#### TASK GOAL:
The complete set of records should be given again verbatim.

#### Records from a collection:
= Beginning of Section =

//! Info handlers for the root endpoint and capability advertisement

use crate::api::AppState;

use axum::{extract::State, Json};
use serde_json::{json, Value};
use tracing::debug;
use wseries_core::api::{CapabilitiesResponse, FIRMWARE_ID};

/// Handle the root endpoint.
///
/// Provide basic service identification and status. Only routed when no web
/// UI directory is configured.
///
/// # Endpoint
///
/// `GET /`
pub(crate) async fn root(State(state): State<AppState>) -> Json<Value> {
    debug!("Request: GET /");

    Json(json!({
        "service": "WSeries Controller API Server",
        "version": FIRMWARE_ID,
        "status": "ok",
        "uptime": state.start_time.elapsed().as_secs(),
    }))
}

/// Advertise firmware identity, supported backends and sensor presence.
///
/// # Endpoint
///
/// `GET /api/capabilities`
pub(crate) async fn get_capabilities(State(state): State<AppState>) -> Json<CapabilitiesResponse> {
    debug!("Request: GET /api/capabilities");

    Json(CapabilitiesResponse::new(state.capabilities))
}

#[cfg(test)]
mod tests {
    use axum::{
        body::Body,
        http::{Request, StatusCode},
        Router,
    };
    use http_body_util::BodyExt;
    use serde_json::{json, Value};
    use std::sync::Arc;
    use tower::ServiceExt;
    use wseries_core::config::SensorPresence;

    use crate::api::{create_router, AppState};
    use crate::config::{ConfigService, MemoryStore};
    use crate::telemetry::TelemetryHub;

    async fn router(capabilities: SensorPresence) -> Router {
        let service = ConfigService::initialize(Arc::new(MemoryStore::new())).await;
        let state = AppState::new(Arc::new(service), TelemetryHub::new(), capabilities);
        create_router(state, None)
    }

    async fn get_json(router: Router, uri: &str) -> Value {
        let response = router
            .oneshot(Request::builder().uri(uri).body(Body::empty()).unwrap())
            .await
            .unwrap();
        assert_eq!(response.status(), StatusCode::OK);
        let bytes = response.into_body().collect().await.unwrap().to_bytes();
        serde_json::from_slice(&bytes).unwrap()
    }

    #[tokio::test]
    async fn test_root() {
        let json = get_json(router(SensorPresence::default()).await, "/").await;
        assert_eq!(json["status"], "ok");
        assert!(json["version"].as_str().unwrap().starts_with("wseries-"));
    }

    #[tokio::test]
    async fn test_capabilities_reflect_static_presence() {
        let presence = SensorPresence {
            zmpt_present: true,
            acs_present: false,
            ina_present: true,
            ads_present: false,
        };

        let json = get_json(router(presence).await, "/api/capabilities").await;

        assert_eq!(json["backends"], json!(["AC", "DC", "Supercap"]));
        assert_eq!(json["sensors"]["acs_present"], false);
        assert_eq!(json["sensors"]["ina_present"], true);
    }
}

= End of Section =

#### OUTPUT FOR THIS TASK:
//! Info handlers for the root endpoint and capability advertisement

use crate::api::AppState;

use axum::{extract::State, Json};
use serde_json::{json, Value};
use tracing::debug;
use wseries_core::api::{CapabilitiesResponse, FIRMWARE_ID};

/// Handle the root endpoint.
///
/// Provide basic service identification and status. Only routed when no web
/// UI directory is configured.
///
/// # Endpoint
///
/// `GET /`
pub(crate) async fn root(State(state): State<AppState>) -> Json<Value> {
    debug!("Request: GET /");

    Json(json!({
        "service": "WSeries Controller API Server",
        "version": FIRMWARE_ID,
        "status": "ok",
        "uptime": state.start_time.elapsed().as_secs(),
    }))
}

/// Advertise firmware identity, supported backends and sensor presence.
///
/// # Endpoint
///
/// `GET /api/capabilities`
pub(crate) async fn get_capabilities(State(state): State<AppState>) -> Json<CapabilitiesResponse> {
    debug!("Request: GET /api/capabilities");

    Json(CapabilitiesResponse::new(state.capabilities))
}

#[cfg(test)]
mod tests {
    use axum::{
        body::Body,
        http::{Request, StatusCode},
        Router,
    };
    use http_body_util::BodyExt;
    use serde_json::{json, Value};
    use std::sync::Arc;
    use tower::ServiceExt;
    use wseries_core::config::SensorPresence;

    use crate::api::{create_router, AppState};
    use crate::config::{ConfigService, MemoryStore};
    use crate::telemetry::TelemetryHub;

    async fn router(capabilities: SensorPresence) -> Router {
        let service = ConfigService::initialize(Arc::new(MemoryStore::new())).await;
        let state = AppState::new(Arc::new(service), TelemetryHub::new(), capabilities);
        create_router(state, None)
    }

    async fn get_json(router: Router, uri: &str) -> Value {
        let response = router
            .oneshot(Request::builder().uri(uri).body(Body::empty()).unwrap())
            .await
            .unwrap();
        assert_eq!(response.status(), StatusCode::OK);
        let bytes = response.into_body().collect().await.unwrap().to_bytes();
        serde_json::from_slice(&bytes).unwrap()
    }

    #[tokio::test]
    async fn test_root() {
        let json = get_json(router(SensorPresence::default()).await, "/").await;
        assert_eq!(json["status"], "ok");
        assert!(json["version"].as_str().unwrap().starts_with("wseries-"));
    }

    #[tokio::test]
    async fn test_capabilities_reflect_static_presence() {
        let presence = SensorPresence {
            zmpt_present: true,
            acs_present: false,
            ina_present: true,
            ads_present: false,
        };

        let json = get_json(router(presence).await, "/api/capabilities").await;

        assert_eq!(json["backends"], json!(["AC", "DC", "Supercap"]));
        assert_eq!(json["sensors"]["acs_present"], false);
        assert_eq!(json["sensors"]["ina_present"], true);
    }
}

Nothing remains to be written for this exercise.